▸ **What the task asks**
In the data below, which lines hold "AmqpBroker"? Copy every one.

▸ **Records excerpted from a collection**
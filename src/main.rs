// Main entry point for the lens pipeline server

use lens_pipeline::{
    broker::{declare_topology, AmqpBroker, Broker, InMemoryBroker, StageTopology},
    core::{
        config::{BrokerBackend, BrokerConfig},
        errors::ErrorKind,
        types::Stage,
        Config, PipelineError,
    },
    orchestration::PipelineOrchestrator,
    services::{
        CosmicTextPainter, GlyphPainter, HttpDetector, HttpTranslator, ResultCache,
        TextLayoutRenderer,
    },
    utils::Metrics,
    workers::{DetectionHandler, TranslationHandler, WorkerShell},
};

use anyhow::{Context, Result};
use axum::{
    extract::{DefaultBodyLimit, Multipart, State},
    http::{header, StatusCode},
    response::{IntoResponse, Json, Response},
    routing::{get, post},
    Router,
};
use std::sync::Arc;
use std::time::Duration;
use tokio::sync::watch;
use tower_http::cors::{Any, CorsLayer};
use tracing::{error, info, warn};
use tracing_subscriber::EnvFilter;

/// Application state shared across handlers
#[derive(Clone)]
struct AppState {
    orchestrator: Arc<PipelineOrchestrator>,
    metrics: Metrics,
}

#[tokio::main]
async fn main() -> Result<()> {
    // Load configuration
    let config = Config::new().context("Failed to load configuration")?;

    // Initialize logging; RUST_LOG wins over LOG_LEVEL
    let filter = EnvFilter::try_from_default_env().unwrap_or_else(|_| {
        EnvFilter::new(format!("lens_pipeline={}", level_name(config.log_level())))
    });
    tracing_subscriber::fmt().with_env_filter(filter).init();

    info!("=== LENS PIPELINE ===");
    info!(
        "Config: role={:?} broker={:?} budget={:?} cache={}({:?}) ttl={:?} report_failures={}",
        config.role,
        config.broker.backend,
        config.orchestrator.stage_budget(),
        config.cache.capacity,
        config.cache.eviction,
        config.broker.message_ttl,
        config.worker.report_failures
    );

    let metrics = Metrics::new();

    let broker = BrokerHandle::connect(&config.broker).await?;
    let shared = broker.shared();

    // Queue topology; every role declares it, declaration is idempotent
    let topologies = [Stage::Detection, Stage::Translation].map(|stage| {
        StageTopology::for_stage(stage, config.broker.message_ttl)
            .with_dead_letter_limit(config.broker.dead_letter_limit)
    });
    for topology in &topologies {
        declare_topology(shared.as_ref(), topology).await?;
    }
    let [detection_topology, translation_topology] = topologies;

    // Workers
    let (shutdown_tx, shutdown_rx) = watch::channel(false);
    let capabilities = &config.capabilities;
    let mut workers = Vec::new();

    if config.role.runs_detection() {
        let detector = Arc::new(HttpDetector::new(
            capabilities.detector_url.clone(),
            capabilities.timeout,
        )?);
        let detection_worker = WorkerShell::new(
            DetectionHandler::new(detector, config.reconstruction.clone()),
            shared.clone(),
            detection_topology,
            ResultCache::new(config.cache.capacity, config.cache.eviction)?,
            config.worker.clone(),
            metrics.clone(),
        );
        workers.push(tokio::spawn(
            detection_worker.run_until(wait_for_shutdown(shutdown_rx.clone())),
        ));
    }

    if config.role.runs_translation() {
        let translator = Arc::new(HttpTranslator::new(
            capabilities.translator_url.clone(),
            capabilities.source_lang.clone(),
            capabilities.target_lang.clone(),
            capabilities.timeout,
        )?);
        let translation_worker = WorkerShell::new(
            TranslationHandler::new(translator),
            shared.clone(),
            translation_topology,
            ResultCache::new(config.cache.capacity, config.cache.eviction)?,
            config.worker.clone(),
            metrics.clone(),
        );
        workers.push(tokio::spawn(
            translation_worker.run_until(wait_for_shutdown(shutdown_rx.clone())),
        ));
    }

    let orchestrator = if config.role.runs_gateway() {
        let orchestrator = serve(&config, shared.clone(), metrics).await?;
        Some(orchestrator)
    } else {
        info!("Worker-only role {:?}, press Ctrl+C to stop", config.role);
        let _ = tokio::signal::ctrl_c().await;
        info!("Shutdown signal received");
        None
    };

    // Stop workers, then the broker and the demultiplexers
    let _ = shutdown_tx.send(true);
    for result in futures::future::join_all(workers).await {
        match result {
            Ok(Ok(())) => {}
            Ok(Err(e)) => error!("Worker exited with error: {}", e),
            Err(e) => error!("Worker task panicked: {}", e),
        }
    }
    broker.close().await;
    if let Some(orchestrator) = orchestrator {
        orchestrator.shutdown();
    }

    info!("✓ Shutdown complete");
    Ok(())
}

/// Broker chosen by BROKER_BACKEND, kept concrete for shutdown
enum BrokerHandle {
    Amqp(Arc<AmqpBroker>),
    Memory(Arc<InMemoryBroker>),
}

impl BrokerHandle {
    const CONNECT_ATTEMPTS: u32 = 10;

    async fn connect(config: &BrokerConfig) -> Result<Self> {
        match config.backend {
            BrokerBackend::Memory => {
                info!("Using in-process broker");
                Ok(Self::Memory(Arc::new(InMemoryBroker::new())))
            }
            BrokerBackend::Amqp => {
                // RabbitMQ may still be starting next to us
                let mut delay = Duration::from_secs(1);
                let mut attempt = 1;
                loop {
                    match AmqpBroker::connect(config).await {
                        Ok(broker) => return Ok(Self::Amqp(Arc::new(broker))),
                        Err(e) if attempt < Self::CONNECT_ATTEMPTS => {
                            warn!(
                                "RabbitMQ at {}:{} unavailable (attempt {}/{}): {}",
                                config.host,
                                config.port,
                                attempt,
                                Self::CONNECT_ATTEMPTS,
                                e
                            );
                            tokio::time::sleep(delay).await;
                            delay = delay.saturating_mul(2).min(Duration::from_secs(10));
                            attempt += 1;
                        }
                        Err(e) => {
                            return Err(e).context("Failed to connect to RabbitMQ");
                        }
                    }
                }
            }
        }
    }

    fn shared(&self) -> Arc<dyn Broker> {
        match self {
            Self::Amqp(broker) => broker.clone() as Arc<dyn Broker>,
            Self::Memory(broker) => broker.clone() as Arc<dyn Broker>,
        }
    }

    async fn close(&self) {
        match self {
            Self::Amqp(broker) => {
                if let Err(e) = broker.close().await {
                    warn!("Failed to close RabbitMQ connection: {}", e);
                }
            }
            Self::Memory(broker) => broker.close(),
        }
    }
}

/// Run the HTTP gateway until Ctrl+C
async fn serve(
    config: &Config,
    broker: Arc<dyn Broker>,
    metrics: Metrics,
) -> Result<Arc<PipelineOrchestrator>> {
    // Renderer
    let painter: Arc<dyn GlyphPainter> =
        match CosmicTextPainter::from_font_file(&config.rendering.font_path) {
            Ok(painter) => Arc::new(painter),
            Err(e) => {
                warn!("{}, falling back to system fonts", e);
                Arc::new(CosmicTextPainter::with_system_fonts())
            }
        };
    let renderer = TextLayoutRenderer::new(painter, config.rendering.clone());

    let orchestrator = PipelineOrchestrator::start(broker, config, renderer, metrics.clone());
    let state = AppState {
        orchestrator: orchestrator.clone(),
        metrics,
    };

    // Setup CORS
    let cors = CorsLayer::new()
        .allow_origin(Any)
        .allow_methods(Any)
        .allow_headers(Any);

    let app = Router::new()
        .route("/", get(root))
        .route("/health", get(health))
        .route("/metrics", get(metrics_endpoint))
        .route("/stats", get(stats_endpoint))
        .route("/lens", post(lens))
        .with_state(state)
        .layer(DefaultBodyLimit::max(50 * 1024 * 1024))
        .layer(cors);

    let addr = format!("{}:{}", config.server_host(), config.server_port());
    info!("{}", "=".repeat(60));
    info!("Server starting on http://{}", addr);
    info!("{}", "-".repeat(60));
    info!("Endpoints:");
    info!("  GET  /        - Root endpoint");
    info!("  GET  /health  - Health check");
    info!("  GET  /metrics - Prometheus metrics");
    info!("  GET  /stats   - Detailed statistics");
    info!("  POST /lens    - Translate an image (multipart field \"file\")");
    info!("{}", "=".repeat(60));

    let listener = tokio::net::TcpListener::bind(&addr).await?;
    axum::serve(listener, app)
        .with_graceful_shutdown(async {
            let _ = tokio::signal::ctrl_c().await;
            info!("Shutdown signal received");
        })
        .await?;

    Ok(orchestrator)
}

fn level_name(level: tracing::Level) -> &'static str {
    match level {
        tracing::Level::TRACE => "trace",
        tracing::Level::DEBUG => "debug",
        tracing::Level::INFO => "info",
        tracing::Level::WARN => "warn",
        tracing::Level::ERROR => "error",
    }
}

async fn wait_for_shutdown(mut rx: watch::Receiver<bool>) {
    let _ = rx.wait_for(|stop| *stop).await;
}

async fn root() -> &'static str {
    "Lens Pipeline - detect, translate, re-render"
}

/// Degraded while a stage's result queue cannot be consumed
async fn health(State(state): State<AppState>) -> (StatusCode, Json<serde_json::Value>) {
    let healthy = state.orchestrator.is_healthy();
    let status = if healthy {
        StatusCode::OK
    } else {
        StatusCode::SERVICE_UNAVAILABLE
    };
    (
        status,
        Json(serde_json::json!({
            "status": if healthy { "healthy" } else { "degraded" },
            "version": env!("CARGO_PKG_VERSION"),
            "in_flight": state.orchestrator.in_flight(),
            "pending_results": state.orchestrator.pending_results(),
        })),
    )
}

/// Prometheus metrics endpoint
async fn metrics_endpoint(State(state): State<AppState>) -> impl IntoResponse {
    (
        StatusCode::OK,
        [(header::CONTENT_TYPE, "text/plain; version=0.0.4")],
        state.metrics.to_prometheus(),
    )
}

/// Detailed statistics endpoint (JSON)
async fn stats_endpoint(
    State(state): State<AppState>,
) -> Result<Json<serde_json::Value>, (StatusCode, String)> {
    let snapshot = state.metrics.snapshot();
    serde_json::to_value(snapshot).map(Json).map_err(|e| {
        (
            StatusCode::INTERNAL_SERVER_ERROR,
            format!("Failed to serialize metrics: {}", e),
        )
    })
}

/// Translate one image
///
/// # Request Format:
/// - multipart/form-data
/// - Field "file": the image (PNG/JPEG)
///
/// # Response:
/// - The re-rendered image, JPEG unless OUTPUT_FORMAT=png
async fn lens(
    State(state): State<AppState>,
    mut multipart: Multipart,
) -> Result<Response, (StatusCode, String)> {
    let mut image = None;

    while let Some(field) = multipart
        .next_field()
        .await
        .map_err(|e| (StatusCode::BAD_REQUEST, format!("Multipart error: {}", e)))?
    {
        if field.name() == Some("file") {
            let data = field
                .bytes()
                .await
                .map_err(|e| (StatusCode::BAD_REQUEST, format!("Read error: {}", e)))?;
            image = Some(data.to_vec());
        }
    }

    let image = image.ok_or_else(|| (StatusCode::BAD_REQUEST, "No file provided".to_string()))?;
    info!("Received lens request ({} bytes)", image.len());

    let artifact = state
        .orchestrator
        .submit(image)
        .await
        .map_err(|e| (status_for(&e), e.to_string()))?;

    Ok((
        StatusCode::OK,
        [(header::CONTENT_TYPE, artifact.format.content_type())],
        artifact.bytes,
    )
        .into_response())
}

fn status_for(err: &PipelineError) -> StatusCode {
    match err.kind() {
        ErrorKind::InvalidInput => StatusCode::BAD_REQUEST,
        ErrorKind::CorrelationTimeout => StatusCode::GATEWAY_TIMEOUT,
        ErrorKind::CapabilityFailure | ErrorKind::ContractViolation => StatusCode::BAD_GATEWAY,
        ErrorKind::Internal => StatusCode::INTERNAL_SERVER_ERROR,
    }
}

▸ **Exercise response**
    broker::{declare_topology, AmqpBroker, Broker, InMemoryBroker, StageTopology},
    Amqp(Arc<AmqpBroker>),
                    match AmqpBroker::connect(config).await {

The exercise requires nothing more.